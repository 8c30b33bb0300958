#![allow(dead_code)]

use std::fs::{self, File};
use std::io::Write;
use std::path::{Path, PathBuf};

use flate2::write::GzEncoder;
use flate2::Compression;
use qname_exclude::{
    filter_records, BoundaryPolicy, ExclusionMerge, FilterError, IdentifierOrder, IdentifierSet,
    MemoryStream, NamedRecord, VecSink,
};
use rust_htslib::bam::{self, Read};

pub const SAM_HEADER: &str = "@HD\tVN:1.6\tSO:queryname\n@SQ\tSN:chr1\tLN:1000\n";

/// In-memory records whose payload is their position in the input.
pub fn named_records(names: &[&str]) -> Vec<NamedRecord> {
    names
        .iter()
        .enumerate()
        .map(|(i, name)| NamedRecord::new(*name, (i as u32).to_le_bytes().to_vec()))
        .collect()
}

/// Run an in-memory pass and return the surviving names.
pub fn exclude(
    names: &[&str],
    excluded: &[&str],
    policy: BoundaryPolicy,
) -> Result<Vec<String>, FilterError> {
    let stream = MemoryStream::new(named_records(names));
    let set = IdentifierSet::from_identifiers(excluded.iter().copied(), IdentifierOrder::default());
    let merge = ExclusionMerge::start(stream, set, policy)?;
    let (_, records) = filter_records(merge, VecSink::new())?;
    Ok(records.into_iter().map(|r| r.name.to_string()).collect())
}

/// Write a minimal single-contig SAM file, one record per name.
pub fn write_sam(dir: &Path, file: &str, names: &[&str]) -> PathBuf {
    let path = dir.join(file);
    let mut contents = String::from(SAM_HEADER);
    for (i, name) in names.iter().enumerate() {
        contents.push_str(&format!(
            "{name}\t0\tchr1\t{pos}\t60\t4M\t*\t0\t0\tACGT\tIIII\n",
            pos = i + 1
        ));
    }
    fs::write(&path, contents).expect("write SAM fixture");
    path
}

/// Write a QNAME list; gzip-compressed when the name ends in `.gz`.
pub fn write_qnames(dir: &Path, file: &str, names: &[&str]) -> PathBuf {
    let path = dir.join(file);
    let mut contents = names.join("\n");
    contents.push('\n');
    if file.ends_with(".gz") {
        let mut encoder = GzEncoder::new(File::create(&path).expect("create list"), Compression::default());
        encoder.write_all(contents.as_bytes()).expect("compress list");
        encoder.finish().expect("finish gzip stream");
    } else {
        fs::write(&path, contents).expect("write list");
    }
    path
}

/// QNAMEs of every record in a SAM/BAM file, in file order.
pub fn read_names(path: &Path) -> Vec<String> {
    let mut reader = bam::Reader::from_path(path).expect("open alignments");
    reader
        .records()
        .map(|record| {
            let record = record.expect("decode record");
            String::from_utf8_lossy(record.qname()).into_owned()
        })
        .collect()
}
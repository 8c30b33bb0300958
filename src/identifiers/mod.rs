//! Exclusion identifiers.
//!
//! QNAMEs are kept as raw bytes and compared with an [`IdentifierOrder`]
//! shared by the exclusion list and the record stream. The list itself is
//! materialised once as an [`IdentifierSet`] and consumed through a
//! forward-only cursor.

mod order;
mod set;
mod source;

pub use order::{Identifier, IdentifierOrder};
pub use set::IdentifierSet;
pub use source::ExclusionSourceKind;
use std::cmp::Ordering;
use std::fmt;

/// Read name (QNAME) stored as raw bytes.
#[derive(Debug, Clone, PartialEq, Eq, Hash)]
pub struct Identifier(Box<[u8]>);

impl Identifier {
    /// Wrap raw QNAME bytes.
    pub fn new(bytes: impl Into<Box<[u8]>>) -> Self {
        Self(bytes.into())
    }

    /// Underlying bytes.
    pub fn as_bytes(&self) -> &[u8] {
        &self.0
    }
}

impl AsRef<[u8]> for Identifier {
    fn as_ref(&self) -> &[u8] {
        &self.0
    }
}

impl From<&[u8]> for Identifier {
    fn from(bytes: &[u8]) -> Self {
        Self(bytes.into())
    }
}

impl From<Vec<u8>> for Identifier {
    fn from(bytes: Vec<u8>) -> Self {
        Self(bytes.into_boxed_slice())
    }
}

impl From<&str> for Identifier {
    fn from(name: &str) -> Self {
        Self(name.as_bytes().into())
    }
}

impl From<String> for Identifier {
    fn from(name: String) -> Self {
        Self(name.into_bytes().into_boxed_slice())
    }
}

impl fmt::Display for Identifier {
    fn fmt(&self, f: &mut fmt::Formatter<'_>) -> fmt::Result {
        f.write_str(&String::from_utf8_lossy(&self.0))
    }
}

/// Total order used to sort the exclusion list and to compare records against it.
#[derive(Debug, Clone, Copy, PartialEq, Eq, Default)]
#[cfg_attr(feature = "serde", derive(serde::Serialize, serde::Deserialize))]
pub enum IdentifierOrder {
    /// ASCII case-folded comparison; ties fall back to raw bytes.
    #[default]
    CaseInsensitive,
    /// Plain byte-wise comparison.
    Bytewise,
}

impl IdentifierOrder {
    /// Compare two QNAMEs.
    ///
    /// Both variants only report `Equal` for identical byte strings, so
    /// equality under the order and membership in the set always agree.
    pub fn compare(self, a: &[u8], b: &[u8]) -> Ordering {
        match self {
            IdentifierOrder::Bytewise => a.cmp(b),
            IdentifierOrder::CaseInsensitive => a
                .iter()
                .map(u8::to_ascii_lowercase)
                .cmp(b.iter().map(u8::to_ascii_lowercase))
                .then_with(|| a.cmp(b)),
        }
    }

    /// `true` when `a` sorts strictly after `b`.
    pub fn exceeds(self, a: &[u8], b: &[u8]) -> bool {
        self.compare(a, b) == Ordering::Greater
    }
}
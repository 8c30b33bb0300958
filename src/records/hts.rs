use std::fmt;
use std::mem;
use std::path::{Path, PathBuf};

use rust_htslib::bam::{self, Read};
use tracing::debug;

use super::{Pull, RecordSink, RecordStream};
use crate::{FileRole, FilterError, Identifier};

/// Alignment container written to disk.
#[derive(Debug, Clone, Copy, PartialEq, Eq)]
pub enum ContainerKind {
    /// Plain-text SAM.
    Sam,
    /// BGZF-compressed BAM.
    Bam,
}

impl ContainerKind {
    /// Detect the container from the extension, ignoring case.
    pub fn from_path(path: &Path) -> Option<Self> {
        let ext = path.extension()?.to_string_lossy().to_ascii_lowercase();
        match ext.as_str() {
            "sam" => Some(ContainerKind::Sam),
            "bam" => Some(ContainerKind::Bam),
            _ => None,
        }
    }

    fn format(self) -> bam::Format {
        match self {
            ContainerKind::Sam => bam::Format::Sam,
            ContainerKind::Bam => bam::Format::Bam,
        }
    }
}

/// Where surviving records are written, resolved once before the pass.
#[derive(Debug, Clone, PartialEq, Eq)]
pub enum OutputTarget {
    /// SAM or BAM file.
    File {
        /// Destination path.
        path: PathBuf,
        /// Container implied by the extension.
        kind: ContainerKind,
    },
    /// SAM text on stdout.
    Console,
}

impl OutputTarget {
    /// Resolve a destination. `None` and `-` mean stdout.
    pub fn resolve(path: Option<&Path>) -> Result<Self, FilterError> {
        let Some(path) = path.filter(|p| *p != Path::new("-")) else {
            return Ok(OutputTarget::Console);
        };
        let kind = ContainerKind::from_path(path).ok_or_else(|| FilterError::UnsupportedFormat {
            role: FileRole::Output,
            path: path.to_path_buf(),
        })?;
        Ok(OutputTarget::File {
            path: path.to_path_buf(),
            kind,
        })
    }

    /// Destination path, if writing to a file.
    pub fn path(&self) -> Option<&Path> {
        match self {
            OutputTarget::File { path, .. } => Some(path),
            OutputTarget::Console => None,
        }
    }
}

impl fmt::Display for OutputTarget {
    fn fmt(&self, f: &mut fmt::Formatter<'_>) -> fmt::Result {
        match self {
            OutputTarget::File { path, .. } => write!(f, "{}", path.display()),
            OutputTarget::Console => f.write_str("<stdout>"),
        }
    }
}

fn open_reader(path: &Path, threads: usize) -> Result<bam::Reader, FilterError> {
    let mut reader = bam::Reader::from_path(path)?;
    if threads > 1 {
        reader.set_threads(threads)?;
    }
    Ok(reader)
}

/// QNAME of the final record in a SAM/BAM/CRAM file.
///
/// Scans the whole container with a second reader; the two record buffers
/// are swapped so only one QNAME survives at a time.
pub fn last_identifier(path: impl AsRef<Path>, threads: usize) -> Result<Option<Identifier>, FilterError> {
    let path = path.as_ref();
    let mut reader = open_reader(path, threads)?;
    let mut last = bam::Record::new();
    let mut next = bam::Record::new();
    let mut seen = false;

    while let Some(result) = reader.read(&mut next) {
        result?;
        mem::swap(&mut last, &mut next);
        seen = true;
    }

    let last = seen.then(|| Identifier::from(last.qname()));
    debug!(path = %path.display(), last = ?last.as_ref().map(ToString::to_string), "looked up final QNAME");
    Ok(last)
}

/// Number of records in a SAM/BAM/CRAM file.
pub fn count_records(path: impl AsRef<Path>, threads: usize) -> Result<u64, FilterError> {
    let mut reader = open_reader(path.as_ref(), threads)?;
    let mut record = bam::Record::new();
    let mut count = 0u64;
    while let Some(result) = reader.read(&mut record) {
        result?;
        count += 1;
    }
    Ok(count)
}

/// Queryname-sorted alignments read through htslib.
pub struct HtsRecordStream {
    reader: bam::Reader,
    path: PathBuf,
    threads: usize,
}

impl HtsRecordStream {
    /// Open a SAM, BAM or CRAM file; the format is sniffed by htslib.
    pub fn open(path: impl AsRef<Path>, threads: usize) -> Result<Self, FilterError> {
        let path = path.as_ref();
        Ok(Self {
            reader: open_reader(path, threads)?,
            path: path.to_path_buf(),
            threads,
        })
    }

    /// Header to template the output on.
    pub fn header(&self) -> bam::Header {
        bam::Header::from_template(self.reader.header())
    }

}

impl fmt::Debug for HtsRecordStream {
    fn fmt(&self, f: &mut fmt::Formatter<'_>) -> fmt::Result {
        f.debug_struct("HtsRecordStream")
            .field("path", &self.path)
            .field("threads", &self.threads)
            .finish()
    }
}

impl RecordStream for HtsRecordStream {
    type Record = bam::Record;

    fn pull(&mut self) -> Result<Pull<bam::Record>, FilterError> {
        let mut record = bam::Record::new();
        match self.reader.read(&mut record) {
            None => Ok(Pull::EndOfStream),
            Some(Ok(())) => Ok(Pull::Record(record)),
            Some(Err(err)) => Err(err.into()),
        }
    }

    fn last_identifier(&mut self) -> Result<Option<Identifier>, FilterError> {
        last_identifier(&self.path, self.threads)
    }
}

/// SAM/BAM writer for surviving alignments.
///
/// The underlying htslib handle is closed when the sink is finished or dropped.
pub struct HtsRecordSink {
    writer: bam::Writer,
    target: OutputTarget,
    written: u64,
}

impl HtsRecordSink {
    /// Create the writer for `target`, copying `header` from the input.
    pub fn create(
        target: &OutputTarget,
        header: &bam::Header,
        threads: usize,
    ) -> Result<Self, FilterError> {
        let mut writer = match target {
            OutputTarget::File { path, kind } => bam::Writer::from_path(path, header, kind.format())?,
            OutputTarget::Console => bam::Writer::from_stdout(header, bam::Format::Sam)?,
        };
        if threads > 1 {
            writer.set_threads(threads)?;
        }
        debug!(target = %target, "opened output");

        Ok(Self {
            writer,
            target: target.clone(),
            written: 0,
        })
    }
}

impl fmt::Debug for HtsRecordSink {
    fn fmt(&self, f: &mut fmt::Formatter<'_>) -> fmt::Result {
        f.debug_struct("HtsRecordSink")
            .field("target", &self.target)
            .field("written", &self.written)
            .finish()
    }
}

impl RecordSink<bam::Record> for HtsRecordSink {
    type Output = u64;

    fn write(&mut self, record: &bam::Record) -> Result<(), FilterError> {
        self.writer.write(record)?;
        self.written += 1;
        Ok(())
    }

    /// Drops the htslib writer, which flushes and closes it.
    ///
    /// rust-htslib reports nothing from that close, so a failed final flush
    /// (e.g. the BGZF EOF block on a full disk) is not detected here.
    fn finish(self) -> Result<u64, FilterError> {
        let Self { writer, written, .. } = self;
        drop(writer);
        Ok(written)
    }
}
use std::io::{self, BufRead, BufReader, Read};
use std::path::Path;

use flate2::read::MultiGzDecoder;

use super::Identifier;

/// Encoding of a QNAME list, resolved from its file name.
#[derive(Debug, Clone, Copy, PartialEq, Eq)]
pub enum ExclusionSourceKind {
    /// One QNAME per line.
    PlainText,
    /// Gzip (or bgzip) compressed plain text, `.txt.gz`.
    GzipText,
}

impl ExclusionSourceKind {
    /// Detect the kind from the extension, ignoring case.
    pub fn from_path(path: &Path) -> Option<Self> {
        let name = path.file_name()?.to_string_lossy().to_ascii_lowercase();
        if name.ends_with(".txt.gz") {
            Some(ExclusionSourceKind::GzipText)
        } else if name.ends_with(".txt") {
            Some(ExclusionSourceKind::PlainText)
        } else {
            None
        }
    }

    /// Read every non-blank line as a QNAME, stripping trailing whitespace.
    pub fn read_identifiers<R: Read>(self, reader: R) -> io::Result<Vec<Identifier>> {
        match self {
            ExclusionSourceKind::PlainText => read_lines(BufReader::new(reader)),
            ExclusionSourceKind::GzipText => {
                read_lines(BufReader::new(MultiGzDecoder::new(reader)))
            }
        }
    }
}

fn read_lines<B: BufRead>(reader: B) -> io::Result<Vec<Identifier>> {
    let mut identifiers = Vec::new();
    for line in reader.split(b'\n') {
        let mut line = line?;
        while line.last().is_some_and(u8::is_ascii_whitespace) {
            line.pop();
        }
        if !line.is_empty() {
            identifiers.push(Identifier::from(line));
        }
    }
    Ok(identifiers)
}
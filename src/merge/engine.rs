use std::cmp::Ordering;
use std::fmt;

use tracing::{debug, trace};

use super::SortednessValidator;
use crate::records::{Keyed, Pull, RecordStream};
use crate::{FilterError, Identifier, IdentifierSet};

/// How the merge treats the end of the exclusion list and of the stream.
#[derive(Debug, Clone, Copy, PartialEq, Eq, Default)]
#[cfg_attr(feature = "serde", derive(serde::Serialize, serde::Deserialize))]
pub enum BoundaryPolicy {
    /// Plain set difference: every record is examined, the pass ends with the stream.
    #[default]
    Exact,
    /// Historical behaviour of the QNAME-exclusion workflow.
    ///
    /// The pass stops as soon as a record carries the largest excluded QNAME,
    /// stops after excluding a record with the input's final QNAME, and, with
    /// one identifier left, emits exactly one more record after reaching the
    /// final QNAME. Trailing records can be dropped as a result.
    Legacy,
}

/// Why a merge pass ended.
#[derive(Debug, Clone, Copy, PartialEq, Eq)]
pub enum TerminationReason {
    /// The record stream ran out.
    StreamEnd,
    /// The exclusion list ran out and the rest of the stream was copied.
    Drained,
    /// A record carried the largest excluded QNAME (legacy only).
    ExclusionMaximum,
    /// A record with the final QNAME was excluded (legacy only).
    LastIdentifierExcluded,
    /// The record after the final QNAME was emitted (legacy only).
    LastIdentifierEmitted,
    /// An error aborted the pass.
    Failed,
}

/// Counters collected while merging.
#[derive(Debug, Clone, Copy, Default, PartialEq, Eq)]
pub struct MergeStats {
    /// Records yielded to the caller.
    pub emitted: u64,
    /// Records dropped because their QNAME is excluded.
    pub excluded: u64,
    /// Exclusion identifiers retired without a matching record.
    pub discarded: u64,
    /// Set once the pass has ended.
    pub termination: Option<TerminationReason>,
}

#[derive(Debug, Clone, Copy, PartialEq, Eq)]
enum Phase {
    Merging,
    /// Exclusion list exhausted; copy everything that is left.
    Draining,
    /// Legacy: emit one more record, then stop.
    Tail,
    Finished,
}

/// Lazy set difference of a sorted record stream and an [`IdentifierSet`].
///
/// Each call to `next` pulls at most as many records as it needs to find the
/// next survivor. Identifiers are retired as soon as the stream passes them,
/// so the pass performs O(N + M) comparisons. After yielding an error the
/// iterator is fused.
pub struct ExclusionMerge<S: RecordStream> {
    stream: S,
    set: IdentifierSet,
    /// Record under examination; `None` means pull before the next step.
    current: Option<S::Record>,
    last: Option<Identifier>,
    last_seen: bool,
    policy: BoundaryPolicy,
    phase: Phase,
    stats: MergeStats,
}

impl<S: RecordStream + fmt::Debug> fmt::Debug for ExclusionMerge<S> {
    fn fmt(&self, f: &mut fmt::Formatter<'_>) -> fmt::Result {
        f.debug_struct("ExclusionMerge")
            .field("stream", &self.stream)
            .field("remaining", &self.set.remaining())
            .field("policy", &self.policy)
            .field("phase", &self.phase)
            .field("stats", &self.stats)
            .finish()
    }
}

impl<S: RecordStream> ExclusionMerge<S> {
    /// Look up the final QNAME, pull the first record and validate it.
    ///
    /// Nothing is yielded unless validation passes. An empty stream yields
    /// nothing; an empty stream whose last-QNAME lookup found a record is an
    /// exhaustion error.
    pub fn start(
        mut stream: S,
        set: IdentifierSet,
        policy: BoundaryPolicy,
    ) -> Result<Self, FilterError> {
        let last = stream.last_identifier()?;
        let first = stream.pull()?.into_option();

        let mut merge = Self {
            stream,
            set,
            current: None,
            last,
            last_seen: false,
            policy,
            phase: Phase::Merging,
            stats: MergeStats::default(),
        };

        match first {
            Some(record) => {
                SortednessValidator::new(merge.set.order()).check(
                    record.identifier(),
                    merge.set.max(),
                    merge.last.as_ref(),
                )?;
                merge.observe(&record);
                merge.current = Some(record);
            }
            None => {
                merge.ensure_last_seen()?;
                merge.finish(TerminationReason::StreamEnd);
            }
        }

        debug!(
            policy = ?policy,
            identifiers = merge.set.len(),
            "merge started"
        );
        Ok(merge)
    }

    /// Counters so far; `termination` is set once the pass has ended.
    pub fn stats(&self) -> MergeStats {
        self.stats
    }

    fn observe(&mut self, record: &S::Record) {
        if !self.last_seen {
            self.last_seen = self.is_last(record.identifier());
        }
    }

    fn is_last(&self, id: &[u8]) -> bool {
        self.last.as_ref().is_some_and(|last| last.as_bytes() == id)
    }

    fn pull(&mut self) -> Result<Option<S::Record>, FilterError> {
        match self.stream.pull()? {
            Pull::Record(record) => {
                self.observe(&record);
                Ok(Some(record))
            }
            Pull::EndOfStream => Ok(None),
        }
    }

    fn pull_required(&mut self, context: &str) -> Result<S::Record, FilterError> {
        self.pull()?.ok_or_else(|| FilterError::stream_exhausted(context))
    }

    fn next_record(&mut self) -> Result<Option<S::Record>, FilterError> {
        match self.current.take() {
            Some(record) => Ok(Some(record)),
            None => self.pull(),
        }
    }

    /// The stream must not end before the looked-up final QNAME shows up.
    fn ensure_last_seen(&self) -> Result<(), FilterError> {
        match &self.last {
            Some(last) if !self.last_seen => Err(FilterError::stream_exhausted(format!(
                "before final QNAME {last} was reached"
            ))),
            _ => Ok(()),
        }
    }

    fn retire_min(&mut self) {
        self.set.advance();
        self.stats.discarded += 1;
    }

    fn finish(&mut self, reason: TerminationReason) {
        self.phase = Phase::Finished;
        self.stats.termination = Some(reason);
        trace!(reason = ?reason, "merge finished");
    }

    fn exact_step(&mut self) -> Result<Option<S::Record>, FilterError> {
        loop {
            let Some(record) = self.next_record()? else {
                self.ensure_last_seen()?;
                self.finish(TerminationReason::StreamEnd);
                return Ok(None);
            };
            let Some(target) = self.set.min() else {
                self.phase = Phase::Draining;
                return Ok(Some(record));
            };

            let ordering = self.set.order().compare(record.identifier(), target.as_bytes());
            match ordering {
                Ordering::Greater => {
                    self.retire_min();
                    self.current = Some(record);
                }
                Ordering::Equal => self.stats.excluded += 1,
                Ordering::Less => return Ok(Some(record)),
            }
        }
    }

    fn legacy_step(&mut self) -> Result<Option<S::Record>, FilterError> {
        loop {
            let record = match self.current.take() {
                Some(record) => record,
                None => self.pull_required("while records were still expected")?,
            };
            let id = record.identifier();

            if self.set.max().is_some_and(|max| max.as_bytes() == id) {
                self.finish(TerminationReason::ExclusionMaximum);
                return Ok(None);
            }
            let Some(target) = self.set.min() else {
                self.phase = Phase::Draining;
                return Ok(Some(record));
            };
            let ordering = self.set.order().compare(id, target.as_bytes());
            let is_last = self.is_last(id);
            let final_identifier = self.set.remaining() == 1;

            match ordering {
                Ordering::Greater if final_identifier => {
                    self.retire_min();
                    self.phase = Phase::Draining;
                    return Ok(Some(record));
                }
                Ordering::Greater => {
                    self.retire_min();
                    self.current = Some(record);
                }
                Ordering::Equal => {
                    self.stats.excluded += 1;
                    if is_last {
                        self.finish(TerminationReason::LastIdentifierExcluded);
                        return Ok(None);
                    }
                }
                Ordering::Less => {
                    if final_identifier && is_last {
                        self.phase = Phase::Tail;
                    }
                    return Ok(Some(record));
                }
            }
        }
    }

    fn drain_step(&mut self) -> Result<Option<S::Record>, FilterError> {
        match self.next_record()? {
            Some(record) => Ok(Some(record)),
            None => {
                if self.policy == BoundaryPolicy::Exact {
                    self.ensure_last_seen()?;
                }
                self.finish(TerminationReason::Drained);
                Ok(None)
            }
        }
    }

    fn tail_step(&mut self) -> Result<Option<S::Record>, FilterError> {
        let record = self.pull_required("after the final QNAME")?;
        self.finish(TerminationReason::LastIdentifierEmitted);
        Ok(Some(record))
    }
}

impl<S: RecordStream> Iterator for ExclusionMerge<S> {
    type Item = Result<S::Record, FilterError>;

    fn next(&mut self) -> Option<Self::Item> {
        let step = match (self.phase, self.policy) {
            (Phase::Finished, _) => return None,
            (Phase::Draining, _) => self.drain_step(),
            (Phase::Tail, _) => self.tail_step(),
            (Phase::Merging, BoundaryPolicy::Exact) => self.exact_step(),
            (Phase::Merging, BoundaryPolicy::Legacy) => self.legacy_step(),
        };

        match step {
            Ok(Some(record)) => {
                self.stats.emitted += 1;
                Some(Ok(record))
            }
            Ok(None) => None,
            Err(err) => {
                self.finish(TerminationReason::Failed);
                Some(Err(err))
            }
        }
    }
}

+--

= Requirement =
Among the entries, copy every line containing the word "input".

= Result for this task =
/// In-memory records whose payload is their position in the input.
    /// Create the writer for `target`, copying `header` from the input.
    /// stops after excluding a record with the input's final QNAME, and, with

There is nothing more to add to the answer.